Fourteen Golden Nuggets to Demystify Data Science for Aspiring Data Scientists

Ready to learn Data Science? Browse Data Science Training and Certification courses developed by industry thought leaders and Experfy in Harvard Innovation Lab.

2 weeks ago, I dedicated 7 hours of my day to watch live Demystifying Data Science, a free conference for aspiring data scientists and data-curious business leaders. Designed to provide insight on the training, tools, and career paths of data scientists, the conference was fully interactive, featuring real-time chat, worldwide Q&A, and polling.

On the 1st day, 14 speakers presented live for 18 minutes before taking questions submitted via the real-time conference chat feature. The talks cover a wide range of topics: from showcasing your work to connecting with data leaders, from telling a persuasive data story to debugging myths in data science. I took some detailed notes of all the talks and decided to use this post to share the main takeaways.

1 – LILLIAN PIERSON (FOUNDER OF DATA-MANIA)
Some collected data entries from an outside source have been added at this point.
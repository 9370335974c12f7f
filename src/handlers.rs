use crate::config::Config;
use crate::db_storage::OnboardingStorage;
use crate::demo;
use crate::errors::AppError;
use crate::integrations::{
    CapTableProvider, FinancialsProvider, MockCapTableProvider, MockFinancialsProvider,
    MockVerificationProvider, VerificationProvider,
};
use crate::models::*;
use crate::scoring::{score_profile, ScoreReport};
use crate::user_context::UserContext;
use crate::validation::{validate_company, validate_company_patch, validate_message};
use axum::{
    extract::{Path, State},
    http::StatusCode,
    Json,
};
use serde_json::json;
use sqlx::PgPool;
use std::sync::Arc;
use uuid::Uuid;

/// Shared application state injected into handlers.
#[derive(Clone)]
pub struct AppState {
    /// Database connection pool.
    pub db: PgPool,
    /// Application configuration.
    pub config: Config,
    /// Identity verification (KYC) provider.
    pub verification: Arc<dyn VerificationProvider>,
    /// Bank-data aggregation provider.
    pub financials: Arc<dyn FinancialsProvider>,
    /// Cap-table provider.
    pub cap_table: Arc<dyn CapTableProvider>,
}

impl AppState {
    /// State wired to the static mock providers.
    pub fn with_mock_providers(db: PgPool, config: Config) -> Self {
        Self {
            db,
            config,
            verification: Arc::new(MockVerificationProvider),
            financials: Arc::new(MockFinancialsProvider),
            cap_table: Arc::new(MockCapTableProvider),
        }
    }

    pub fn storage(&self) -> OnboardingStorage {
        OnboardingStorage::new(self.db.clone())
    }
}

/// Health check endpoint.
///
/// Returns the service status, version, and health information.
pub async fn health() -> (StatusCode, Json<serde_json::Value>) {
    (
        StatusCode::OK,
        Json(json!({
            "status": "healthy",
            "service": "founder-onboarding-api",
            "version": env!("CARGO_PKG_VERSION")
        })),
    )
}

/// POST /api/company
///
/// Creates or replaces the caller's company profile.
///
/// # Arguments
///
/// * `state` - The application state.
/// * `user` - The calling founder.
/// * `payload` - Company name, sector, target raise and revenue.
///
/// # Returns
///
/// * `Result<Json<Company>, AppError>` - The stored company, or 400 on invalid input.
pub async fn save_company(
    State(state): State<Arc<AppState>>,
    user: UserContext,
    Json(payload): Json<CompanyRequest>,
) -> Result<Json<Company>, AppError> {
    tracing::info!("POST /company - user: {}", user.user_id);

    let company = validate_company(&payload)?;
    let saved = state.storage().save_company(&user, &company).await?;

    Ok(Json(saved))
}

/// PATCH /api/company
///
/// Updates any subset of the company fields. 404 when no company exists yet.
pub async fn update_company(
    State(state): State<Arc<AppState>>,
    user: UserContext,
    Json(payload): Json<CompanyPatch>,
) -> Result<Json<Company>, AppError> {
    tracing::info!("PATCH /company - user: {}", user.user_id);

    let patch = validate_company_patch(&payload)?;
    if patch.is_empty() {
        return Err(AppError::BadRequest("No fields to update".to_string()));
    }

    state
        .storage()
        .update_company(&user, &patch)
        .await?
        .map(Json)
        .ok_or_else(|| AppError::NotFound("Company not found".to_string()))
}

/// GET /api/company
///
/// # Returns
///
/// * `Result<Json<Company>, AppError>` - The caller's company; 404 when none exists
///   (the sample company when demo fallbacks are on).
pub async fn get_company(
    State(state): State<Arc<AppState>>,
    user: UserContext,
) -> Result<Json<Company>, AppError> {
    tracing::info!("GET /company - user: {}", user.user_id);

    match state.storage().find_company(&user.user_id).await? {
        Some(company) => Ok(Json(company)),
        None if state.config.demo_fallbacks => {
            tracing::debug!("No company for {}, serving sample", user.user_id);
            Ok(Json(demo::sample_company(&user.user_id)))
        }
        None => Err(AppError::NotFound("Company not found".to_string())),
    }
}

/// GET /api/score
///
/// Scores the caller's current profile. A caller without a company gets the
/// default snapshot (score 0), never sample data.
pub async fn get_score(
    State(state): State<Arc<AppState>>,
    user: UserContext,
) -> Result<Json<ScoreReport>, AppError> {
    let snapshot = state.storage().profile_snapshot(&user.user_id).await?;
    let report = score_profile(&snapshot);

    tracing::info!(
        "GET /score - user: {}, score: {}, documents: {}",
        user.user_id,
        report.score,
        snapshot.document_count()
    );

    Ok(Json(report))
}

/// GET /api/notifications
///
/// Newest first.
pub async fn list_notifications(
    State(state): State<Arc<AppState>>,
    user: UserContext,
) -> Result<Json<Vec<Notification>>, AppError> {
    let notifications = state.storage().list_notifications(&user.user_id).await?;

    if notifications.is_empty() && state.config.demo_fallbacks {
        return Ok(Json(demo::sample_notifications(
            &user.user_id,
            chrono::Utc::now(),
        )));
    }

    Ok(Json(notifications))
}

/// PATCH /api/notifications/:id/read
pub async fn mark_notification_read(
    State(state): State<Arc<AppState>>,
    user: UserContext,
    Path(id): Path<Uuid>,
) -> Result<Json<Notification>, AppError> {
    tracing::info!("PATCH /notifications/{}/read - user: {}", id, user.user_id);

    state
        .storage()
        .mark_notification_read(&user.user_id, id)
        .await?
        .map(Json)
        .ok_or_else(|| AppError::NotFound(format!("Notification {} not found", id)))
}

/// POST /api/messages
pub async fn send_message(
    State(state): State<Arc<AppState>>,
    user: UserContext,
    Json(payload): Json<SendMessageRequest>,
) -> Result<Json<Message>, AppError> {
    tracing::info!(
        "POST /messages - user: {}, sender: {}",
        user.user_id,
        payload.sender.as_str()
    );

    let content = validate_message(&payload)?;
    let message = state
        .storage()
        .post_message(&user, payload.sender, &content)
        .await?;

    Ok(Json(message))
}

/// GET /api/messages
///
/// Oldest first.
pub async fn list_messages(
    State(state): State<Arc<AppState>>,
    user: UserContext,
) -> Result<Json<Vec<Message>>, AppError> {
    let messages = state.storage().list_messages(&user.user_id).await?;

    if messages.is_empty() && state.config.demo_fallbacks {
        return Ok(Json(demo::sample_messages(chrono::Utc::now())));
    }

    Ok(Json(messages))
}
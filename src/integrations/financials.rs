use crate::errors::AppError;
use async_trait::async_trait;
use chrono::{DateTime, Duration, Utc};
use serde::{Deserialize, Serialize};

#[derive(Debug, Clone, Serialize, Deserialize)]
pub struct LinkToken {
    pub link_token: String,
    pub expiration: DateTime<Utc>,
    pub request_id: String,
}

#[derive(Debug, Clone, Serialize, Deserialize)]
pub struct TokenExchange {
    pub access_token: String,
    pub item_id: String,
    pub request_id: String,
}

#[derive(Debug, Clone, Serialize, Deserialize)]
pub struct Balances {
    pub available: f64,
    pub current: f64,
    #[serde(skip_serializing_if = "Option::is_none")]
    pub iso_currency_code: Option<String>,
}

#[derive(Debug, Clone, Serialize, Deserialize)]
pub struct Account {
    pub account_id: String,
    pub balances: Balances,
    #[serde(skip_serializing_if = "Option::is_none")]
    pub name: Option<String>,
    #[serde(rename = "type", skip_serializing_if = "Option::is_none")]
    pub account_type: Option<String>,
    #[serde(skip_serializing_if = "Option::is_none")]
    pub subtype: Option<String>,
}

#[derive(Debug, Clone, Serialize, Deserialize)]
pub struct Item {
    pub item_id: String,
    #[serde(skip_serializing_if = "Option::is_none")]
    pub institution_id: Option<String>,
    #[serde(skip_serializing_if = "Option::is_none")]
    pub webhook: Option<String>,
}

#[derive(Debug, Clone, Serialize, Deserialize)]
pub struct BalancesResponse {
    pub accounts: Vec<Account>,
    pub item: Item,
    pub request_id: String,
}

#[derive(Debug, Clone, Serialize, Deserialize)]
pub struct Transaction {
    pub transaction_id: String,
    pub account_id: String,
    pub amount: f64,
    /// ISO date (`YYYY-MM-DD`).
    pub date: String,
    pub name: String,
    #[serde(skip_serializing_if = "Option::is_none")]
    pub merchant_name: Option<String>,
    pub category: Vec<String>,
    pub pending: bool,
}

#[derive(Debug, Clone, Serialize, Deserialize)]
pub struct TransactionsResponse {
    pub accounts: Vec<Account>,
    pub transactions: Vec<Transaction>,
    pub item: Item,
    pub total_transactions: usize,
    pub request_id: String,
}

/// Bank-data aggregation (Plaid-shaped).
#[async_trait]
pub trait FinancialsProvider: Send + Sync {
    async fn create_link_token(&self) -> Result<LinkToken, AppError>;

    async fn exchange_public_token(&self, public_token: &str) -> Result<TokenExchange, AppError>;

    async fn account_balances(&self) -> Result<BalancesResponse, AppError>;

    async fn transactions(&self) -> Result<TransactionsResponse, AppError>;
}

/// Returns fixed sandbox accounts.
#[derive(Debug, Clone, Default)]
pub struct MockFinancialsProvider;

const MOCK_ITEM_ID: &str = "item_mock_123";
const CHECKING_ACCOUNT_ID: &str = "acc_checking_001";

fn stamp() -> i64 {
    Utc::now().timestamp_millis()
}

#[async_trait]
impl FinancialsProvider for MockFinancialsProvider {
    async fn create_link_token(&self) -> Result<LinkToken, AppError> {
        let now = stamp();
        Ok(LinkToken {
            link_token: format!("link-mock-{}", now),
            expiration: Utc::now() + Duration::hours(1),
            request_id: format!("req_mock_{}", now),
        })
    }

    async fn exchange_public_token(&self, public_token: &str) -> Result<TokenExchange, AppError> {
        if public_token.trim().is_empty() {
            return Err(AppError::BadRequest("public_token is required".to_string()));
        }
        let now = stamp();
        Ok(TokenExchange {
            access_token: format!("access-mock-{}", now),
            item_id: format!("item-mock-{}", now),
            request_id: format!("req_exchange_{}", now),
        })
    }

    async fn account_balances(&self) -> Result<BalancesResponse, AppError> {
        Ok(BalancesResponse {
            accounts: vec![
                Account {
                    account_id: CHECKING_ACCOUNT_ID.to_string(),
                    balances: Balances {
                        available: 2500.5,
                        current: 2500.5,
                        iso_currency_code: Some("USD".to_string()),
                    },
                    name: Some("Checking Account".to_string()),
                    account_type: Some("depository".to_string()),
                    subtype: Some("checking".to_string()),
                },
                Account {
                    account_id: "acc_savings_001".to_string(),
                    balances: Balances {
                        available: 15000.75,
                        current: 15000.75,
                        iso_currency_code: Some("USD".to_string()),
                    },
                    name: Some("High Yield Savings".to_string()),
                    account_type: Some("depository".to_string()),
                    subtype: Some("savings".to_string()),
                },
            ],
            item: Item {
                item_id: MOCK_ITEM_ID.to_string(),
                institution_id: Some("ins_1".to_string()),
                webhook: None,
            },
            request_id: format!("req_balances_{}", stamp()),
        })
    }

    async fn transactions(&self) -> Result<TransactionsResponse, AppError> {
        let today = Utc::now().date_naive();
        let transactions = vec![
            Transaction {
                transaction_id: "txn_001".to_string(),
                account_id: CHECKING_ACCOUNT_ID.to_string(),
                amount: -25.0,
                date: today.to_string(),
                name: "Coffee Shop".to_string(),
                merchant_name: Some("Starbucks".to_string()),
                category: vec!["Food and Drink".to_string(), "Coffee Shop".to_string()],
                pending: false,
            },
            Transaction {
                transaction_id: "txn_002".to_string(),
                account_id: CHECKING_ACCOUNT_ID.to_string(),
                amount: 1500.0,
                date: (today - Duration::days(1)).to_string(),
                name: "Salary Deposit".to_string(),
                merchant_name: None,
                category: vec!["Transfer".to_string(), "Deposit".to_string()],
                pending: false,
            },
        ];

        Ok(TransactionsResponse {
            accounts: vec![Account {
                account_id: CHECKING_ACCOUNT_ID.to_string(),
                balances: Balances {
                    available: 2500.5,
                    current: 2500.5,
                    iso_currency_code: None,
                },
                name: None,
                account_type: None,
                subtype: None,
            }],
            total_transactions: transactions.len(),
            transactions,
            item: Item {
                item_id: MOCK_ITEM_ID.to_string(),
                institution_id: None,
                webhook: None,
            },
            request_id: format!("req_transactions_{}", stamp()),
        })
    }
}
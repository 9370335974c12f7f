use crate::errors::AppError;
use async_trait::async_trait;
use chrono::{DateTime, Utc};
use serde::{Deserialize, Serialize};

#[derive(Debug, Clone, Serialize, Deserialize)]
#[serde(rename_all = "camelCase")]
pub struct CapTable {
    pub company: ShareSummary,
    pub shareholders: Vec<Shareholder>,
    pub summary: FundingSummary,
    pub generated_at: DateTime<Utc>,
}

#[derive(Debug, Clone, Serialize, Deserialize)]
#[serde(rename_all = "camelCase")]
pub struct ShareSummary {
    pub name: String,
    pub total_shares: u64,
    pub outstanding_shares: u64,
    pub fully_diluted_shares: u64,
}

#[derive(Debug, Clone, Copy, PartialEq, Eq, Serialize, Deserialize)]
#[serde(rename_all = "lowercase")]
pub enum HolderType {
    Founder,
    Investor,
    Pool,
    Advisor,
    Employee,
}

#[derive(Debug, Clone, Serialize, Deserialize)]
#[serde(rename_all = "camelCase")]
pub struct Shareholder {
    pub id: String,
    pub name: String,
    #[serde(rename = "type")]
    pub holder_type: HolderType,
    pub shares: u64,
    /// Percentage of fully diluted shares, two decimals.
    pub percentage: f64,
    pub share_class: String,
    #[serde(skip_serializing_if = "Option::is_none")]
    pub vesting_schedule: Option<String>,
    #[serde(skip_serializing_if = "Option::is_none")]
    pub investment: Option<u64>,
    #[serde(skip_serializing_if = "Option::is_none")]
    pub valuation: Option<u64>,
    #[serde(skip_serializing_if = "Option::is_none")]
    pub allocated: Option<u64>,
    #[serde(skip_serializing_if = "Option::is_none")]
    pub available: Option<u64>,
}

#[derive(Debug, Clone, Serialize, Deserialize)]
#[serde(rename_all = "camelCase")]
pub struct FundingSummary {
    pub total_investors: u32,
    pub total_raised: u64,
    pub current_valuation: u64,
    pub last_round: FundingRound,
}

#[derive(Debug, Clone, Serialize, Deserialize)]
pub struct FundingRound {
    #[serde(rename = "type")]
    pub round_type: String,
    pub amount: u64,
    pub valuation: u64,
    pub date: String,
}

#[derive(Debug, Clone, Serialize, Deserialize)]
#[serde(rename_all = "camelCase")]
pub struct Valuation409a {
    pub current: CurrentValuation,
    pub history: Vec<HistoricalValuation>,
    pub next_review: String,
    pub status: String,
}

#[derive(Debug, Clone, Serialize, Deserialize)]
pub struct CurrentValuation {
    pub value: u64,
    pub date: String,
    pub method: String,
    pub assumptions: ValuationAssumptions,
}

#[derive(Debug, Clone, Serialize, Deserialize)]
#[serde(rename_all = "camelCase")]
pub struct ValuationAssumptions {
    pub risk_free_rate: f64,
    pub volatility: f64,
    pub time_to_exit: f64,
    pub discount_rate: f64,
}

#[derive(Debug, Clone, Serialize, Deserialize)]
pub struct HistoricalValuation {
    pub value: u64,
    pub date: String,
    pub method: String,
    pub round: String,
}

#[derive(Debug, Clone, Serialize, Deserialize)]
#[serde(rename_all = "camelCase")]
pub struct ShareClass {
    pub name: String,
    pub total_shares: u64,
    pub outstanding: u64,
    pub rights: ShareRights,
    #[serde(skip_serializing_if = "Option::is_none")]
    pub preferences: Option<SharePreferences>,
}

#[derive(Debug, Clone, Serialize, Deserialize)]
pub struct ShareRights {
    pub voting: String,
    pub dividends: String,
    pub liquidation: String,
    #[serde(skip_serializing_if = "Option::is_none")]
    pub conversion: Option<String>,
}

#[derive(Debug, Clone, Serialize, Deserialize)]
pub struct SharePreferences {
    pub dividend: f64,
    pub liquidation: f64,
}

/// Cap-table management (Carta-shaped).
#[async_trait]
pub trait CapTableProvider: Send + Sync {
    async fn cap_table(&self) -> Result<CapTable, AppError>;

    async fn valuation_409a(&self) -> Result<Valuation409a, AppError>;

    async fn share_classes(&self) -> Result<Vec<ShareClass>, AppError>;
}

/// Serves one fixed seed-stage cap table.
#[derive(Debug, Clone, Default)]
pub struct MockCapTableProvider;

const FULLY_DILUTED_SHARES: u64 = 8_500_000;
const VESTING_4Y: &str = "4-year cliff, monthly vesting";

fn holder(id: &str, name: &str, holder_type: HolderType, shares: u64, class: &str) -> Shareholder {
    Shareholder {
        id: id.to_string(),
        name: name.to_string(),
        holder_type,
        shares,
        percentage: percentage_of(shares, FULLY_DILUTED_SHARES),
        share_class: class.to_string(),
        vesting_schedule: None,
        investment: None,
        valuation: None,
        allocated: None,
        available: None,
    }
}

/// Share of `total` as a percentage rounded to two decimals.
fn percentage_of(shares: u64, total: u64) -> f64 {
    if total == 0 {
        return 0.0;
    }
    (shares as f64 / total as f64 * 10_000.0).round() / 100.0
}

#[async_trait]
impl CapTableProvider for MockCapTableProvider {
    async fn cap_table(&self) -> Result<CapTable, AppError> {
        let shareholders = vec![
            Shareholder {
                vesting_schedule: Some(VESTING_4Y.to_string()),
                ..holder("holder_001", "Founder A", HolderType::Founder, 3_000_000, "Common")
            },
            Shareholder {
                vesting_schedule: Some(VESTING_4Y.to_string()),
                ..holder("holder_002", "Founder B", HolderType::Founder, 2_500_000, "Common")
            },
            Shareholder {
                investment: Some(500_000),
                valuation: Some(3_000_000),
                ..holder(
                    "holder_003",
                    "Seed Investors",
                    HolderType::Investor,
                    1_500_000,
                    "Preferred A",
                )
            },
            Shareholder {
                allocated: Some(250_000),
                available: Some(750_000),
                ..holder(
                    "holder_004",
                    "Employee Option Pool",
                    HolderType::Pool,
                    1_000_000,
                    "Common",
                )
            },
            Shareholder {
                vesting_schedule: Some("2-year cliff, monthly vesting".to_string()),
                ..holder("holder_005", "Advisor", HolderType::Advisor, 150_000, "Common")
            },
            Shareholder {
                vesting_schedule: Some(VESTING_4Y.to_string()),
                ..holder("holder_006", "Early Employee", HolderType::Employee, 350_000, "Common")
            },
        ];

        Ok(CapTable {
            company: ShareSummary {
                name: "TechStart Inc.".to_string(),
                total_shares: 10_000_000,
                outstanding_shares: 7_500_000,
                fully_diluted_shares: FULLY_DILUTED_SHARES,
            },
            shareholders,
            summary: FundingSummary {
                total_investors: 1,
                total_raised: 500_000,
                current_valuation: 3_000_000,
                last_round: FundingRound {
                    round_type: "Seed".to_string(),
                    amount: 500_000,
                    valuation: 3_000_000,
                    date: "2024-01-15".to_string(),
                },
            },
            generated_at: Utc::now(),
        })
    }

    async fn valuation_409a(&self) -> Result<Valuation409a, AppError> {
        Ok(Valuation409a {
            current: CurrentValuation {
                value: 3_000_000,
                date: "2024-06-01".to_string(),
                method: "OPM (Option Pricing Method)".to_string(),
                assumptions: ValuationAssumptions {
                    risk_free_rate: 0.0425,
                    volatility: 0.65,
                    time_to_exit: 7.0,
                    discount_rate: 0.15,
                },
            },
            history: vec![
                HistoricalValuation {
                    value: 2_500_000,
                    date: "2024-01-15".to_string(),
                    method: "OPM".to_string(),
                    round: "Seed".to_string(),
                },
                HistoricalValuation {
                    value: 2_000_000,
                    date: "2023-08-01".to_string(),
                    method: "Backsolve".to_string(),
                    round: "Pre-seed".to_string(),
                },
            ],
            next_review: "2024-12-01".to_string(),
            status: "current".to_string(),
        })
    }

    async fn share_classes(&self) -> Result<Vec<ShareClass>, AppError> {
        Ok(vec![
            ShareClass {
                name: "Common".to_string(),
                total_shares: 6_000_000,
                outstanding: 5_750_000,
                rights: ShareRights {
                    voting: "1 vote per share".to_string(),
                    dividends: "Non-cumulative".to_string(),
                    liquidation: "Pro-rata after preferred".to_string(),
                    conversion: None,
                },
                preferences: None,
            },
            ShareClass {
                name: "Preferred A".to_string(),
                total_shares: 2_000_000,
                outstanding: 1_500_000,
                rights: ShareRights {
                    voting: "1 vote per share".to_string(),
                    dividends: "8% annual, cumulative".to_string(),
                    liquidation: "1x preference + participation".to_string(),
                    conversion: Some("1:1 to Common".to_string()),
                },
                preferences: Some(SharePreferences {
                    dividend: 0.08,
                    liquidation: 1.0,
                }),
            },
        ])
    }
}

#[cfg(test)]
mod tests {
    use super::*;

    #[test]
    fn test_percentage_of() {
        assert_eq!(percentage_of(3_000_000, 8_500_000), 35.29);
        assert_eq!(percentage_of(150_000, 8_500_000), 1.76);
        assert_eq!(percentage_of(1, 0), 0.0);
    }

    #[tokio::test]
    async fn test_cap_table_adds_up() {
        let table = MockCapTableProvider.cap_table().await.unwrap();
        let total: u64 = table.shareholders.iter().map(|h| h.shares).sum();
        assert_eq!(total, table.company.fully_diluted_shares);

        let investors = table
            .shareholders
            .iter()
            .filter(|h| h.holder_type == HolderType::Investor)
            .count();
        assert_eq!(investors as u32, table.summary.total_investors);
    }

    #[tokio::test]
    async fn test_cap_table_json_shape() {
        let table = MockCapTableProvider.cap_table().await.unwrap();
        let json = serde_json::to_value(&table).unwrap();

        assert_eq!(json["company"]["fullyDilutedShares"], 8_500_000);
        assert_eq!(json["shareholders"][0]["type"], "founder");
        assert_eq!(json["shareholders"][0]["shareClass"], "Common");
        assert!(json["shareholders"][0].get("investment").is_none());
        assert_eq!(json["shareholders"][2]["investment"], 500_000);
        assert_eq!(json["summary"]["lastRound"]["type"], "Seed");
    }

    #[tokio::test]
    async fn test_share_classes() {
        let classes = MockCapTableProvider.share_classes().await.unwrap();
        assert_eq!(classes.len(), 2);
        assert!(classes[0].preferences.is_none());
        assert_eq!(
            classes[1].rights.conversion.as_deref(),
            Some("1:1 to Common")
        );
    }
}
In her keynote speech “A Badass’s Guide to Breaking Into Data,” Lillian came up with a 5-step process under the acronym SPECS (Skills, Programming, Exposure, Connections, Showcasing):

To cultivate your skills, you should get focused on what you want to do and take inventory of your own skills + experience. By reviewing job descriptions for the companies that you’re interested in working at, you can take stocks of the skills that you lack. Then, you can train and practice to fill up these gap skills.
To get programming experience, you can either practice at your current job, participate in competing platforms like Kaggle, or freelance on the side for startups.
To increase your visibility (exposure), you must have a personal website and stay active on social media.
Closely related to the point above, you can get connected with data science experts on social media such as Twitter, LinkedIn, and Instagram.
Lastly, to showcase your work, remember to utilize your website, data blog, and 3rd party platforms (GitHub, Rpubs, Kaggle).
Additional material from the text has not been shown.